Riemann zeta function asymptotic on vertical lines $\sigma >1$

Question

In the proof of Prop. 19 in these notes, Tao uses that for $|t|\leq 100$ and $\delta \ll |t|$ one has $$|\zeta(1+\delta + it)| \asymp \frac{1}{|t|}.$$ (i.e. in the region $\mathscr R:= \{s=\sigma+it : |t|\leq 100, 1 <\sigma -1 \leq m|t|\}$ for some "slope" $m$ visualized here on Desmos, there are "implicit constants" $c,C>0$ s.t. $$c |t|^{-1} \leq |\zeta(s)| \leq C |t|^{-1}.$$

I was able to prove this in a very "stupid" way. For $s\in B(1, \epsilon)$, the Laurent series expansion gives $\zeta(s) = \frac{1}{s-1} + O(1)$, so in $\mathscr R \cap B(1, \epsilon)$ we get the desired bounds. Then on the compact set $\overline{\mathscr R}\setminus B(1,\epsilon)$, we know that $\zeta$ is takes finite values (no poles), and is non-zero (in particular using the sledgehammer of nonvanishing of $\zeta$ on the line $\Re(s)=1$...), we get $|\zeta(s)| \asymp 1 \asymp |t|^{-1}$.
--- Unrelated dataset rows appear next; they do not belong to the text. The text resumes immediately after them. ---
#[cfg(test)]
mod tests {
    use super::*;
    use crate::graph::{ConceptVersion, DescriptionType, DescriptionVersion};

    fn create_test_store() -> SqliteStore {
        SqliteStore::open_in_memory().unwrap()
    }

    fn stamp() -> ResolvedStamp {
        ResolvedStamp {
            status: Status::Active,
            time: DateTime::parse_from_rfc3339("2024-03-01T12:00:00Z")
                .unwrap()
                .with_timezone(&Utc),
            author: Handle::new(1),
            module: Handle::new(2),
            path: Handle::new(3),
        }
    }

    fn create_test_batch() -> CommitBatch {
        let identities = IdentityDelta {
            allocated: (1..=5)
                .map(|h| IdentityRecord {
                    handle: Handle::new(h),
                    uuids: vec![Uuid::new_v4()],
                    state: if h == 4 {
                        HandleState::Defined(EntityKind::Concept)
                    } else if h == 5 {
                        HandleState::Defined(EntityKind::Description)
                    } else {
                        HandleState::Pending
                    },
                })
                .collect(),
            ..Default::default()
        };
        let concept = Version {
            handle: Handle::new(4),
            commit: 1,
            stamp: stamp(),
            data: VersionData::Concept(ConceptVersion {
                descriptions: vec![Handle::new(5)],
                parents: [Handle::new(3)].into_iter().collect(),
                ..Default::default()
            }),
        };
        let description = Version {
            handle: Handle::new(5),
            commit: 1,
            stamp: stamp(),
            data: VersionData::Description(DescriptionVersion {
                concept: Handle::new(4),
                description_type: DescriptionType::Synonym,
                text: "Heart".into(),
                language: Handle::new(2),
                case_significance: Handle::new(2),
                dialects: Vec::new(),
            }),
        };
        CommitBatch {
            sequence: 1,
            versions: vec![concept, description],
            identities,
        }
    }

    #[test]
    fn test_commit_batch_round_trip() {
        let store = create_test_store();
        let batch = create_test_batch();
        store.commit_batch(&batch).unwrap();

        let chronicle = store.get_chronicle(Handle::new(4)).unwrap();
        assert_eq!(chronicle.versions, vec![batch.versions[0].clone()]);
        assert_eq!(store.version_count().unwrap(), 2);

        let identities = store.load_identities().unwrap();
        assert_eq!(identities, batch.identities.allocated);
    }

    #[test]
    fn test_failed_batch_rolls_back() {
        let store = create_test_store();
        let mut batch = create_test_batch();
        // Same primary key twice makes the second insert fail
        batch.versions.push(batch.versions[0].clone());

        assert!(store.commit_batch(&batch).is_err());
        assert_eq!(store.version_count().unwrap(), 0);
        assert!(store.load_identities().unwrap().is_empty());
    }

    #[test]
    fn test_aliases_and_definitions_apply_to_existing_handles() {
        let store = create_test_store();
        store.commit_batch(&create_test_batch()).unwrap();

        let extra = Uuid::new_v4();
        let delta = IdentityDelta {
            aliases: vec![(Handle::new(1), extra)],
            defined: vec![(Handle::new(2), EntityKind::Pattern)],
            ..Default::default()
        };
        store
            .commit_batch(&CommitBatch {
                sequence: 2,
                versions: Vec::new(),
                identities: delta,
            })
            .unwrap();

        let identities = store.load_identities().unwrap();
        assert!(identities[0].uuids.contains(&extra));
        assert_eq!(identities[1].state, HandleState::Defined(EntityKind::Pattern));
    }

    #[test]
    fn test_bulk_load_drops_and_restores_indexes() {
        let store = create_test_store();
        let index_count = |store: &SqliteStore| -> i64 {
            store
                .conn
                .lock()
                .unwrap()
                .query_row(
                    "SELECT COUNT(*) FROM sqlite_master WHERE type = 'index' AND name LIKE 'idx_%'",
                    [],
                    |row| row.get(0),
                )
                .unwrap()
        };
        assert_eq!(index_count(&store), SECONDARY_INDEXES.len() as i64);

        store.begin_bulk_load().unwrap();
        assert_eq!(index_count(&store), 0);
        store.commit_batch(&create_test_batch()).unwrap();
        store.end_bulk_load().unwrap();

        assert_eq!(index_count(&store), SECONDARY_INDEXES.len() as i64);
        assert_eq!(store.version_count().unwrap(), 2);
    }

    #[test]
    fn test_wal_mode_enabled_at_connection() {
        let dir = tempfile::tempdir().unwrap();
        let db_path = dir.path().join("test-wal.db");
        let store = SqliteStore::open(&db_path).unwrap();

        let journal_mode: String = store
            .conn
            .lock()
            .unwrap()
            .query_row("PRAGMA journal_mode", [], |row| row.get(0))
            .unwrap();

        assert_eq!(journal_mode, "wal");
    }

    #[test]
    fn test_reopen_sees_committed_versions() {
        let dir = tempfile::tempdir().unwrap();
        let db_path = dir.path().join("nested/chronicle.db");
        {
            let store = SqliteStore::open(&db_path).unwrap();
            store.commit_batch(&create_test_batch()).unwrap();
        }
        let store = SqliteStore::open(&db_path).unwrap();
        let versions = store.load_all_versions().unwrap();
        assert_eq!(versions.len(), 2);
        assert_eq!(versions[0].stamp, stamp());
    }
}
I am very displeased with this, because this proof really didn't say anything about the decay of the zeta function on vertical lines, which I think was the point of the asymptotic.

Here's my question:

Question: is it true that on vertical lines right of the critical strip (i.e. $\Re(s)=\sigma >1$), $$|\zeta(s)| \asymp_{\sigma} \langle t\rangle ^{-1}?$$ Notation: $\langle t\rangle:= (1+|t|^2)^{1/2}$ is the so-called Japanese bracket (which in particular is sim to $\asymp \min\{|t|^{-1}, 1\}$ if that is more intuitive notation), and the subscript means the implicit constant depends on $\sigma$.

If not, what about on truncated vertical lines $\{\sigma + it: |t|\leq T\}$; and then how does the implicit constant depend on $T$? How do the implicit constants behave depending on $\sigma$? For example, restricting to a compact/bounded range of $\sigma$ and/or $T$, do we get uniform implicit constants?

Remarks: there are a number a questions on the asymptotic behavior of zeta on vertical lines in the critical strip, like https://mathoverflow.net/questions/162625/leading-order-behaviour-of-riemann-zeta-function; the answers therein tell us that the universality of the zeta function means that there can be no such asymptotics in the critical strip (note that the universality of the zeta function is limited to inside the critical strip). There are of course some upper bounds Zeta function's asymptotic $\zeta(\sigma+it) = \mathcal{O}(|t|^{1-\sigma+\epsilon})$.

Answer 1

On a fixed vertical line $\Re s=\sigma$ with $\sigma>1$, the average value of $\zeta(\sigma+it)$ is asymptotically $1$ (by absolute convergence one can average each term of the Dirichlet series separately). So there's definitely no way $\zeta(\sigma+it)$ can decay as $|t|\to\infty$.

Indeed $\zeta(\sigma+it)$ will have a limiting distribution on such a line, which is the same as the limiting distribution of the random variable $$ \prod_p (1-Z_p p^{-\sigma})^{-1}, $$ where the $Z_p$ are independent random variables (indexed by the primes) that are uniformly distributed on the unit circle in $\Bbb C$.